Repository files navigation

SimpleLLM

A Llama-style reasoning model built from scratch in PyTorch.

I built a language model following Llama 3.2 architecture and loaded Meta's weights into my model. After fine-tuning, the model is capable of chain-of-thought reasoning.

Alt text

Project Structure

File Description
main.py Entry point — generates text with a pretrained Llama model
llama.py Core model components: Llama3Model, TransformerBlock, GroupedQueryAttention, tokenizer, weight loading
utils.py General utilities: generate, text_to_token_ids, token_ids_to_text
sft_reasoning.py Supervised fine-tuning for chain-of-thought reasoning
grpo_reasoning.py GRPO reinforcement learning for math reasoning
data_prep/prepare_cot_data.py Loads CoT dataset from HuggingFace and formats into Llama 3.2 chat template
data_prep/cot_dataset.py PyTorch Dataset class for chain-of-thought fine-tuning
tests/ Unit tests for model, utils, and data pipeline

Getting Started

Installation

python -m venv .venv
source .venv/bin/activate
pip install -r requirements.txt

Usage

First, download the base model weights of Llama 3.2 1B from Meta: Llama Downloads.

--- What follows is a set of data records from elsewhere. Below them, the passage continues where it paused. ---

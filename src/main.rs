//! AstroDrift entry point
//!
//! Runs the simulation headless with a scripted pilot, the same loop an
//! embedding renderer would drive, and reports emitted events on the log.

use glam::Vec2;

use astrodrift::sim::{GameState, SessionPhase, TickInput, tick};

fn main() {
    env_logger::init();

    let mut seed: u64 = 0xA57E01D;
    let mut ticks: u64 = 3600;

    let mut args = std::env::args().skip(1);
    while let Some(arg) = args.next() {
        match arg.as_str() {
            "--seed" => seed = parse_value(args.next()),
            "--ticks" => ticks = parse_value(args.next()),
            _ => usage_exit(),
        }
    }

    let dt = 1.0 / 60.0;
    let mut state = GameState::new(seed);

    let start = TickInput {
        start: true,
        ..TickInput::default()
    };
    tick(&mut state, &start, dt);

    let mut input = TickInput::default();
    for frame in 0..ticks {
        script_pilot(&mut input, &state, frame);
        tick(&mut state, &input, dt);
        for event in state.take_events() {
            log::info!("frame {frame}: {event:?}");
        }
        if state.phase == SessionPhase::GameOver {
            log::info!("pilot ran out of lives at frame {frame}");
            break;
        }
    }

    let snap = state.snapshot();
    println!(
        "score {} level {} lives {} after {} ticks",
        snap.score, snap.level, snap.lives, state.time_ticks
    );
}

/// Crude demo pilot: strafe in a square, sweep the aim, fire in bursts
fn script_pilot(input: &mut TickInput, state: &GameState, frame: u64) {
    let leg = frame % 240;
    input.east = leg < 60;
    input.south = (60..120).contains(&leg);
    input.west = (120..180).contains(&leg);
    input.north = leg >= 180;
    input.fire = frame.is_multiple_of(6);
    let sweep = frame as f32 * 0.02;
    input.aim = state.craft.pos + Vec2::new(sweep.cos(), sweep.sin()) * 300.0;
}

fn parse_value(arg: Option<String>) -> u64 {
    match arg.and_then(|v| v.parse().ok()) {
        Some(v) => v,
        None => usage_exit(),
    }
}

fn usage_exit() -> ! {
    eprintln!("usage: astrodrift [--seed N] [--ticks N]");
    std::process::exit(2);
}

Note: the weights files are about 3GB.

After the weights are downloaded, you could start the program.

# Start the program (automatically uses GPU if available)
python main.py

# Manually select GPU (CUDA or Apple Silicon)
python main.py --device cuda
python main.py --device mps

If you want to enable chain-of-thought reasoning, you need to fine-tune the model, see instructions below.

Fine-tuning on chain-of-thought data

sft_reasoning.py performs supervised fine-tuning using chain-of-thought data and generates a checkpoints/sft_reasoning_final.pth weights file:

Note: the finetuned weights file size is about 3GB.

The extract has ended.